Éden, no filme de Trier, é o lugar da tentativa de cura, da busca pelas lembranças prazerosas e remidoras. Mas é em meio à natureza que os medos e reações mais intempestivas da esposa se voluntarizam. Cena curiosa e instigante é aquela que a esposa escuta um choro de uma criança. Ela procura em toda parte, mas não encontra nenhum personagem para protagonizar aquele vagido. De repente, a câmeta foca a netureza. A imensidão é mostrada. É a pópria natureza que chora. Uma agonia cósmica, metafísica, se insinua. A dor, então, é uma faceta natural do cosmos. Uma frase enunciada pelo marido no início do filme parece corroborar com esta ideia: "O sofrimento não é uma doença. É uma reação saudável e natural".

Na floresta, em meio à natureza, os instintos mais tenebrosos da esposa se avivam. Ela um ser frágil, vai adquirindo uma energia animalesca, pornográfica. Sua ânsia por sexo é um retrato curioso. Numa cena, ela atinge o falo do esposo com um objeto e este, com a dor, acaba desmaiando. E o que se sucede até o final é de uma audácia incrível. Numa cena de demasiada crueza, a esposa mutila o próprio clítoris com uma tesoura e tenta matar o marido. O marido como para se libertar da pulsão de destruição da esposa, acaba por enforcá-la e matá-la. Esse ato representa a liberdade. Ele fica livre da dor, da agonia, do selvagem que habita o feminino.

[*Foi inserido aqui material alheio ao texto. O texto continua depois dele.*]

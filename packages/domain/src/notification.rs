//! # 通知
//!
//! リマインダー 1 件分の通知ペイロードと、チャネル（メール・SMS）ごとの送信結果を定義する。
//!
//! ## 設計方針
//!
//! - **送信失敗は値で返す**: チャネルの送信失敗は [`DeliveryResult`] に畳み込み、
//!   ディスパッチャーへはエラーとして伝播させない
//! - **チャネル独立**: 一方のチャネルの失敗はもう一方の送信を妨げない

use serde::{Deserialize, Serialize};
use strum::IntoStaticStr;
use thiserror::Error;

use crate::{
    payment::{Amount, DueDate, Payment},
    tenant::Tenant,
};

/// リマインダー通知ペイロード
///
/// 支払いと入居者から組み立てる。テンプレート描画の入力になる。
/// 期日と金額は検証済みの値を受け取る。
#[derive(Debug, Clone, PartialEq)]
pub struct ReminderNotification {
    pub recipient_email: Option<String>,
    pub recipient_phone: Option<String>,
    pub tenant_name:     String,
    pub amount:          Amount,
    pub due_date:        DueDate,
    pub room_number:     String,
    pub is_overdue:      bool,
}

impl ReminderNotification {
    pub fn new(
        payment: &Payment,
        tenant: &Tenant,
        amount: Amount,
        due_date: DueDate,
        is_overdue: bool,
    ) -> Self {
        Self {
            recipient_email: tenant.email_address().map(str::to_string),
            recipient_phone: tenant.phone_number().map(str::to_string),
            tenant_name: tenant.name.clone(),
            amount,
            due_date,
            room_number: payment.room.clone(),
            is_overdue,
        }
    }
}

/// 送信するメール
#[derive(Debug, Clone, PartialEq, Eq)]
pub struct EmailMessage {
    pub to:        String,
    pub subject:   String,
    pub html_body: String,
    pub text_body: String,
}

/// 送信する SMS
#[derive(Debug, Clone, PartialEq, Eq)]
pub struct SmsMessage {
    pub to:   String,
    pub body: String,
}

/// 通知チャネル
#[derive(Debug, Clone, Copy, PartialEq, Eq, IntoStaticStr, strum::Display)]
#[strum(serialize_all = "snake_case")]
pub enum ChannelKind {
    Email,
    Sms,
}

/// チャネル送信の結果区分
#[derive(Debug, Clone, Copy, PartialEq, Eq, Serialize, Deserialize, IntoStaticStr)]
#[serde(rename_all = "snake_case")]
#[strum(serialize_all = "snake_case")]
pub enum DeliveryStatus {
    /// プロバイダが受け付けた
    Sent,
    /// 設定でチャネルが無効化されている
    Disabled,
    /// プロバイダの認証情報が無い
    NotConfigured,
    /// 宛先欠落・描画失敗・プロバイダエラー・タイムアウト
    Failed,
}

/// 通知送信エラー
///
/// チャネル内部で発生し、[`DeliveryResult::from_error`] で送信結果に変換される。
#[derive(Debug, Clone, PartialEq, Eq, Error)]
pub enum NotificationError {
    #[error("チャネルが無効化されています")]
    Disabled,

    #[error("プロバイダの認証情報が設定されていません")]
    NotConfigured,

    #[error("宛先がありません")]
    MissingRecipient,

    #[error("送信に失敗しました: {0}")]
    SendFailed(String),

    #[error("テンプレートのレンダリングに失敗しました: {0}")]
    TemplateFailed(String),

    #[error("送信が {0} 秒以内に完了しませんでした")]
    Timeout(u64),
}

/// チャネル 1 回分の送信結果
///
/// 管理画面へそのまま返す。成功時はプロバイダのメッセージ ID、失敗時は原因を載せる。
#[derive(Debug, Clone, PartialEq, Eq, Serialize, Deserialize)]
#[serde(rename_all = "camelCase")]
pub struct DeliveryResult {
    pub success:    bool,
    pub status:     DeliveryStatus,
    #[serde(default, skip_serializing_if = "Option::is_none")]
    pub message_id: Option<String>,
    #[serde(default, skip_serializing_if = "Option::is_none")]
    pub error:      Option<String>,
    pub message:    String,
}

impl DeliveryResult {
    pub fn sent(channel: ChannelKind, message_id: impl Into<String>) -> Self {
        let message = match channel {
            ChannelKind::Email => "Email sent successfully",
            ChannelKind::Sms => "SMS sent successfully",
        };
        Self {
            success:    true,
            status:     DeliveryStatus::Sent,
            message_id: Some(message_id.into()),
            error:      None,
            message:    message.to_string(),
        }
    }

    pub fn from_error(channel: ChannelKind, err: &NotificationError) -> Self {
        let (status, message, error) = match (channel, err) {
            (ChannelKind::Email, NotificationError::Disabled) => {
                (DeliveryStatus::Disabled, "Email reminders disabled", None)
            }
            (ChannelKind::Sms, NotificationError::Disabled) => {
                (DeliveryStatus::Disabled, "SMS reminders disabled", None)
            }
            (ChannelKind::Email, NotificationError::NotConfigured) => (
                DeliveryStatus::NotConfigured,
                "Email credentials not configured",
                None,
            ),
            (ChannelKind::Sms, NotificationError::NotConfigured) => (
                DeliveryStatus::NotConfigured,
                "Twilio credentials not configured",
                None,
            ),
            (ChannelKind::Email, other) => (
                DeliveryStatus::Failed,
                "Failed to send email",
                Some(other.to_string()),
            ),
            (ChannelKind::Sms, other) => (
                DeliveryStatus::Failed,
                "Failed to send SMS",
                Some(other.to_string()),
            ),
        };

        Self {
            success: false,
            status,
            message_id: None,
            error,
            message: message.to_string(),
        }
    }
}

#[cfg(test)]
mod tests {
    use chrono::NaiveDate;
    use pretty_assertions::assert_eq;
    use rstest::rstest;
    use rust_decimal_macros::dec;

    use super::*;
    use crate::{
        payment::{PaymentId, PaymentStatus},
        tenant::TenantId,
    };

    #[test]
    fn 支払いと入居者から通知ペイロードを組み立てる() {
        let payment = Payment {
            id:        PaymentId::new(1),
            tenant:    "Rahul Sharma".to_string(),
            tenant_id: Some(TenantId::new(1)),
            room:      "101".to_string(),
            amount:    dec!(8000),
            due_date:  "2025-03-12".to_string(),
            status:    PaymentStatus::Pending,
        };
        let tenant = Tenant::new(TenantId::new(1), "Rahul Sharma")
            .with_email("rahul.sharma@example.com")
            .with_phone("  ");
        let due_date = DueDate::new(NaiveDate::from_ymd_opt(2025, 3, 12).unwrap());

        let amount = payment.validated_amount().unwrap();

        let notification = ReminderNotification::new(&payment, &tenant, amount, due_date, false);

        assert_eq!(
            notification,
            ReminderNotification {
                recipient_email: Some("rahul.sharma@example.com".to_string()),
                recipient_phone: None,
                tenant_name:     "Rahul Sharma".to_string(),
                amount:          Amount::new(dec!(8000)).unwrap(),
                due_date,
                room_number:     "101".to_string(),
                is_overdue:      false,
            }
        );
    }

    #[test]
    fn 送信成功はメッセージidを含めてシリアライズする() {
        let result = DeliveryResult::sent(ChannelKind::Email, "<abc@smtp>");

        assert_eq!(
            serde_json::to_value(&result).unwrap(),
            serde_json::json!({
                "success": true,
                "status": "sent",
                "messageId": "<abc@smtp>",
                "message": "Email sent successfully"
            })
        );
    }

    #[rstest]
    #[case(ChannelKind::Email, NotificationError::Disabled, DeliveryStatus::Disabled, "Email reminders disabled")]
    #[case(ChannelKind::Sms, NotificationError::Disabled, DeliveryStatus::Disabled, "SMS reminders disabled")]
    #[case(ChannelKind::Email, NotificationError::NotConfigured, DeliveryStatus::NotConfigured, "Email credentials not configured")]
    #[case(ChannelKind::Sms, NotificationError::NotConfigured, DeliveryStatus::NotConfigured, "Twilio credentials not configured")]
    fn 設定起因の失敗はerrorを持たない(
        #[case] channel: ChannelKind,
        #[case] err: NotificationError,
        #[case] expected_status: DeliveryStatus,
        #[case] expected_message: &str,
    ) {
        let result = DeliveryResult::from_error(channel, &err);

        assert!(!result.success);
        assert_eq!(result.status, expected_status);
        assert_eq!(result.message, expected_message);
        assert_eq!(result.error, None);
        assert_eq!(result.message_id, None);
    }

    #[rstest]
    #[case(ChannelKind::Email, "Failed to send email")]
    #[case(ChannelKind::Sms, "Failed to send SMS")]
    fn プロバイダエラーは原因をerrorに載せる(#[case] channel: ChannelKind, #[case] expected_message: &str) {
        let err = NotificationError::SendFailed("connection refused".to_string());

        let result = DeliveryResult::from_error(channel, &err);

        assert_eq!(result.status, DeliveryStatus::Failed);
        assert_eq!(result.message, expected_message);
        assert_eq!(
            result.error.as_deref(),
            Some("送信に失敗しました: connection refused")
        );
    }

    #[test]
    fn タイムアウトは失敗として扱う() {
        let result = DeliveryResult::from_error(ChannelKind::Sms, &NotificationError::Timeout(30));

        assert!(!result.success);
        assert_eq!(result.status, DeliveryStatus::Failed);
    }

    #[test]
    fn チャネル名はsnake_caseで表示する() {
        assert_eq!(ChannelKind::Email.to_string(), "email");
        assert_eq!(ChannelKind::Sms.to_string(), "sms");
    }
}
//! # Clock（時刻プロバイダ）
//!
//! `Utc::now()` の直接呼び出しを置き換え、
//! テストで固定時刻を注入可能にするための抽象化。

use chrono::{DateTime, NaiveDate, Utc};
use chrono_tz::Tz;

/// 現在時刻を提供するトレイト
pub trait Clock: Send + Sync {
   fn now(&self) -> DateTime<Utc>;

   /// 指定タイムゾーンでの「今日」の暦日
   ///
   /// リマインダー判定は時刻を持たない暦日で比較するため、
   /// 運用タイムゾーン（既定: Asia/Kolkata）で日付に落とす。
   fn today(&self, timezone: Tz) -> NaiveDate {
      self.now().with_timezone(&timezone).date_naive()
   }
}

/// 実際のシステム時刻を返す実装
pub struct SystemClock;

impl Clock for SystemClock {
   fn now(&self) -> DateTime<Utc> {
      Utc::now()
   }
}

/// 固定時刻を返すテスト用実装
pub struct FixedClock {
   now: DateTime<Utc>,
}

impl FixedClock {
   pub fn new(now: DateTime<Utc>) -> Self {
      Self { now }
   }
}

impl Clock for FixedClock {
   fn now(&self) -> DateTime<Utc> {
      self.now
   }
}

No "Prólogo", após ter matado a esposa: ele caminha cambaleante. Alimenta-se de frutas silvestres. É a harmonia com a natureza. Enquanto caminha, dezenas de fêmeas vêm ao seu encontro. Sobem o monte. O que seria esse monte? O Gólgota? - lugar da crucificação de Cristo. Mas essas mulheres não possuem rosto. E de repente, a película termina e por dois segundos, num fundo escuro, aparecem os dizeres: "Dedicado a Andrei Tarkovski (1932 a 1986)”. Tarkovski, nascido na antiga Uniãpo Soviética, foi um dos maiores diretores da história.

Lars von Trier tem gerado as mais distintas reações com os seus filmes. Polemista, "arengueiro", como se diz no Nordeste do Brasil, o diretor dimarquês tem arrancado uma beleza descomunal de suas obras. Os filmes de Trier possuem o poder de nos fazer pensar por dias. É daquelas obras que encerram efeitos densos. Deixando de lado maiores polêmicas quanto às suas afirmações sobre posicionamento político ou postura pessoal (o diretor se intitulou como o melhor do mundo e, em outro momento, disse admirar Hitler), Trier é um dos nomes mais importantes da arte cinematográfica da atualidade. Incensado por uns, odiado por outros, o diretor alimenta aquele tipo de sentimento que reside em torno dos grandes artistas.